__What to produce__
Retype the entries word for word, leaving nothing out.

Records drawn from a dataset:
□ □ □
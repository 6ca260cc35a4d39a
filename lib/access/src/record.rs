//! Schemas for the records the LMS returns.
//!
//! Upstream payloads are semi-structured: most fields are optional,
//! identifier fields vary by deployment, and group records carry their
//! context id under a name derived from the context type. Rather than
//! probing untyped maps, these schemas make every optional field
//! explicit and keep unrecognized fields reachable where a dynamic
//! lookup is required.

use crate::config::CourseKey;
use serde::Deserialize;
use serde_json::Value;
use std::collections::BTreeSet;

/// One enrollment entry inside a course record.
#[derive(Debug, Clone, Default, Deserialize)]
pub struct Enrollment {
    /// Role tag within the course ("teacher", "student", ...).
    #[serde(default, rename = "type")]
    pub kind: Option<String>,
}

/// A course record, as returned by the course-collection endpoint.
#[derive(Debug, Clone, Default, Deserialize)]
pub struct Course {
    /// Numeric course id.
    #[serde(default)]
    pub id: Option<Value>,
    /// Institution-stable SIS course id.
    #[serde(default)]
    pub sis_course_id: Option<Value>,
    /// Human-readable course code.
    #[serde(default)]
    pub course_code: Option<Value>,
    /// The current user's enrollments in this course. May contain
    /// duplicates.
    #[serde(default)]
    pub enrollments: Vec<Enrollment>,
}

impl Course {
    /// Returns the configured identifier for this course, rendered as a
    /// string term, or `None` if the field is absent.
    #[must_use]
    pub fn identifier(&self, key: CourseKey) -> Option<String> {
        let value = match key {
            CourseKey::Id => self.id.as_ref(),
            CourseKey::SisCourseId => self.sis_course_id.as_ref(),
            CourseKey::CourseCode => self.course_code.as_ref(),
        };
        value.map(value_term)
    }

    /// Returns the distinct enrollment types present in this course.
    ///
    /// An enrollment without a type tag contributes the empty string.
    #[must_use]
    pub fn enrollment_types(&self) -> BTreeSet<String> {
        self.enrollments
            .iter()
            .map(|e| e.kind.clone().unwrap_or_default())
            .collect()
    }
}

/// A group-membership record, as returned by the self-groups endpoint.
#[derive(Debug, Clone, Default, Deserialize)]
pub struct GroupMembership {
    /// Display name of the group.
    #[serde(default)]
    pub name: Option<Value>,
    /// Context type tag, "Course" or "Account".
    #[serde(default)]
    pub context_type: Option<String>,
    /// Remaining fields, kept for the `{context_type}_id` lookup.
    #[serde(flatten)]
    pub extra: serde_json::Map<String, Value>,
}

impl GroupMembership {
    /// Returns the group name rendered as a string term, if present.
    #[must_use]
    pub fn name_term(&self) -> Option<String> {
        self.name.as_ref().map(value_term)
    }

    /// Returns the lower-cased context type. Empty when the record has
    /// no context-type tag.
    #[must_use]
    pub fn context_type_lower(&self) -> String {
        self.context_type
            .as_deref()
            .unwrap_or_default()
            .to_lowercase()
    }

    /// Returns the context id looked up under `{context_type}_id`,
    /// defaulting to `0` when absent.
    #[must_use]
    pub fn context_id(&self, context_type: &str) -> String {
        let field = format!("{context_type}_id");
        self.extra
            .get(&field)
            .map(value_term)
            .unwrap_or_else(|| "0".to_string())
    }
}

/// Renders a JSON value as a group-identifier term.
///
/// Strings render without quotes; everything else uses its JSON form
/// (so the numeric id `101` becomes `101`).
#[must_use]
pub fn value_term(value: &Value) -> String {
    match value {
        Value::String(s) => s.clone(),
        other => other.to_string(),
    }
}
□ □ □
__Written answer__
repository 6ca260cc35a4d39a
filename lib/access/src/record.rs
//! Schemas for the records the LMS returns.
//!
//! Upstream payloads are semi-structured: most fields are optional,
//! identifier fields vary by deployment, and group records carry their
//! context id under a name derived from the context type. Rather than
//! probing untyped maps, these schemas make every optional field
//! explicit and keep unrecognized fields reachable where a dynamic
//! lookup is required.

use crate::config::CourseKey;
use serde::Deserialize;
use serde_json::Value;
use std::collections::BTreeSet;

/// One enrollment entry inside a course record.
#[derive(Debug, Clone, Default, Deserialize)]
pub struct Enrollment {
    /// Role tag within the course ("teacher", "student", ...).
    #[serde(default, rename = "type")]
    pub kind: Option<String>,
}

/// A course record, as returned by the course-collection endpoint.
#[derive(Debug, Clone, Default, Deserialize)]
pub struct Course {
    /// Numeric course id.
    #[serde(default)]
    pub id: Option<Value>,
    /// Institution-stable SIS course id.
    #[serde(default)]
    pub sis_course_id: Option<Value>,
    /// Human-readable course code.
    #[serde(default)]
    pub course_code: Option<Value>,
    /// The current user's enrollments in this course. May contain
    /// duplicates.
    #[serde(default)]
    pub enrollments: Vec<Enrollment>,
}

impl Course {
    /// Returns the configured identifier for this course, rendered as a
    /// string term, or `None` if the field is absent.
    #[must_use]
    pub fn identifier(&self, key: CourseKey) -> Option<String> {
        let value = match key {
            CourseKey::Id => self.id.as_ref(),
            CourseKey::SisCourseId => self.sis_course_id.as_ref(),
            CourseKey::CourseCode => self.course_code.as_ref(),
        };
        value.map(value_term)
    }

    /// Returns the distinct enrollment types present in this course.
    ///
    /// An enrollment without a type tag contributes the empty string.
    #[must_use]
    pub fn enrollment_types(&self) -> BTreeSet<String> {
        self.enrollments
            .iter()
            .map(|e| e.kind.clone().unwrap_or_default())
            .collect()
    }
}

/// A group-membership record, as returned by the self-groups endpoint.
#[derive(Debug, Clone, Default, Deserialize)]
pub struct GroupMembership {
    /// Display name of the group.
    #[serde(default)]
    pub name: Option<Value>,
    /// Context type tag, "Course" or "Account".
    #[serde(default)]
    pub context_type: Option<String>,
    /// Remaining fields, kept for the `{context_type}_id` lookup.
    #[serde(flatten)]
    pub extra: serde_json::Map<String, Value>,
}

impl GroupMembership {
    /// Returns the group name rendered as a string term, if present.
    #[must_use]
    pub fn name_term(&self) -> Option<String> {
        self.name.as_ref().map(value_term)
    }

    /// Returns the lower-cased context type. Empty when the record has
    /// no context-type tag.
    #[must_use]
    pub fn context_type_lower(&self) -> String {
        self.context_type
            .as_deref()
            .unwrap_or_default()
            .to_lowercase()
    }

    /// Returns the context id looked up under `{context_type}_id`,
    /// defaulting to `0` when absent.
    #[must_use]
    pub fn context_id(&self, context_type: &str) -> String {
        let field = format!("{context_type}_id");
        self.extra
            .get(&field)
            .map(value_term)
            .unwrap_or_else(|| "0".to_string())
    }
}

/// Renders a JSON value as a group-identifier term.
///
/// Strings render without quotes; everything else uses its JSON form
/// (so the numeric id `101` becomes `101`).
#[must_use]
pub fn value_term(value: &Value) -> String {
    match value {
        Value::String(s) => s.clone(),
        other => other.to_string(),
    }
}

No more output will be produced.